* Activity
Report all lines below with the word "pivot".

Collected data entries

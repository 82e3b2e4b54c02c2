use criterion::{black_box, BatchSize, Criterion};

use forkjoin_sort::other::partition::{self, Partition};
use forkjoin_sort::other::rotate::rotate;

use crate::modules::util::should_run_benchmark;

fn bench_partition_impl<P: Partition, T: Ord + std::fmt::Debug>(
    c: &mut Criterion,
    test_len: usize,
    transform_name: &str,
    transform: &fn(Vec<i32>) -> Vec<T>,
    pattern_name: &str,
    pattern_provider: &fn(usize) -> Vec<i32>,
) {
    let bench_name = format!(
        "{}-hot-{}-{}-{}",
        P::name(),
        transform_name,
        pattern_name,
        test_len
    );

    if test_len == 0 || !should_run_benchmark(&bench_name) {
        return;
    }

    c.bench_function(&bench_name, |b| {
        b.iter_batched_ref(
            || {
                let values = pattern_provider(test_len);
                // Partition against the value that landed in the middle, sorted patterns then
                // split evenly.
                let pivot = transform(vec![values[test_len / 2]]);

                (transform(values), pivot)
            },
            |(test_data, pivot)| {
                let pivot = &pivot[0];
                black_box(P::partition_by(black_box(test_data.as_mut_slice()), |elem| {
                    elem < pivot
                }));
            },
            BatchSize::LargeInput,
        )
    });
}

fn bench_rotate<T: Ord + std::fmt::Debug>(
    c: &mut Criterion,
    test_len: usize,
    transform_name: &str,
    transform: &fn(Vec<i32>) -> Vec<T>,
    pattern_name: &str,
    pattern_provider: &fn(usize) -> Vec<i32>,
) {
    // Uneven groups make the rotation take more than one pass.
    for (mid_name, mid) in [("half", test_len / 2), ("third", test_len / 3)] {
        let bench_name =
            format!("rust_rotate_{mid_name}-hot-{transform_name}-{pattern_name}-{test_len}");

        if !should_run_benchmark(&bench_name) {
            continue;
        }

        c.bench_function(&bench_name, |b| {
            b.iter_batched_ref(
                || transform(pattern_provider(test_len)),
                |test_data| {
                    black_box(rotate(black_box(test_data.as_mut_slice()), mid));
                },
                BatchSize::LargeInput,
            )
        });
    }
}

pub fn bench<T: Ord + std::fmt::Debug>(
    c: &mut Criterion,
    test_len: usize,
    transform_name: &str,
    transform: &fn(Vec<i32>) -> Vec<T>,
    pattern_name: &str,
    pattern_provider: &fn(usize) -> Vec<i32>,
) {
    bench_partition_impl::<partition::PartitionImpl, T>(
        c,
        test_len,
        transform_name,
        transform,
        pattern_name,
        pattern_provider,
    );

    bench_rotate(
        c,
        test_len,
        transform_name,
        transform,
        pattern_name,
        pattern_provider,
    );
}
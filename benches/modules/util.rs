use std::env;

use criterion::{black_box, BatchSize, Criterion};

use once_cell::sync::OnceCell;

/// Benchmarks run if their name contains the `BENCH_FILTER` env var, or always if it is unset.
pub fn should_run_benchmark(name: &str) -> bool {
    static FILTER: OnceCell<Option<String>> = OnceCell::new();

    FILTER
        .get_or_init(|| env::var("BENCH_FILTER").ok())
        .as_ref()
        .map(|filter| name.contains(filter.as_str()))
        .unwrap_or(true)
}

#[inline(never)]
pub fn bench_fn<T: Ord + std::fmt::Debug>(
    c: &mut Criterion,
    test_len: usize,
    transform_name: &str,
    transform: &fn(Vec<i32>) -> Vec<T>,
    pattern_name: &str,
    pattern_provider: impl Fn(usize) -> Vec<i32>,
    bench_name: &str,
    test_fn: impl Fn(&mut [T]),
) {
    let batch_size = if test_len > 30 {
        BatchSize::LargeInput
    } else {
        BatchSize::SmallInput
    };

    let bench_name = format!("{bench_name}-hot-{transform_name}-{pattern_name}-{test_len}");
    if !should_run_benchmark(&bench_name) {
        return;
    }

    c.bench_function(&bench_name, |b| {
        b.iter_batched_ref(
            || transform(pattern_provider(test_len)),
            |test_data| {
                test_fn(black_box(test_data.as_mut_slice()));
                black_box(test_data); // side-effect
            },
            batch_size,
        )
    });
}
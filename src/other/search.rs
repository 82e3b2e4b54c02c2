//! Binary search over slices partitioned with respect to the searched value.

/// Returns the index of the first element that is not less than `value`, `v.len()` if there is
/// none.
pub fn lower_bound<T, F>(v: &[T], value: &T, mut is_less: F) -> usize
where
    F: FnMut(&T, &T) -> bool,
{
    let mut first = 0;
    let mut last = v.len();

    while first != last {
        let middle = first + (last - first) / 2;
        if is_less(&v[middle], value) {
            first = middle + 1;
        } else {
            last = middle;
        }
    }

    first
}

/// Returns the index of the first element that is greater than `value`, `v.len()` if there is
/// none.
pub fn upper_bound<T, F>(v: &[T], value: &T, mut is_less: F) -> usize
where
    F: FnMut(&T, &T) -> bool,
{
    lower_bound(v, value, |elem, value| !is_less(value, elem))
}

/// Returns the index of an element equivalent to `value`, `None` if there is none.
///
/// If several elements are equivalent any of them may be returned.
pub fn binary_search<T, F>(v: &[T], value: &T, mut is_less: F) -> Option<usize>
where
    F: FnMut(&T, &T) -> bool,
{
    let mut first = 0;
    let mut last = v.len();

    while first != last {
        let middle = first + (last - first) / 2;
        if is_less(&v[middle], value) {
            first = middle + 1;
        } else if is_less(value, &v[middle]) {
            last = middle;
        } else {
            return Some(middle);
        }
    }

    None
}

* Result
                let pivot = transform(vec![values[test_len / 2]]);
                (transform(values), pivot)
            |(test_data, pivot)| {
                let pivot = &pivot[0];
                    elem < pivot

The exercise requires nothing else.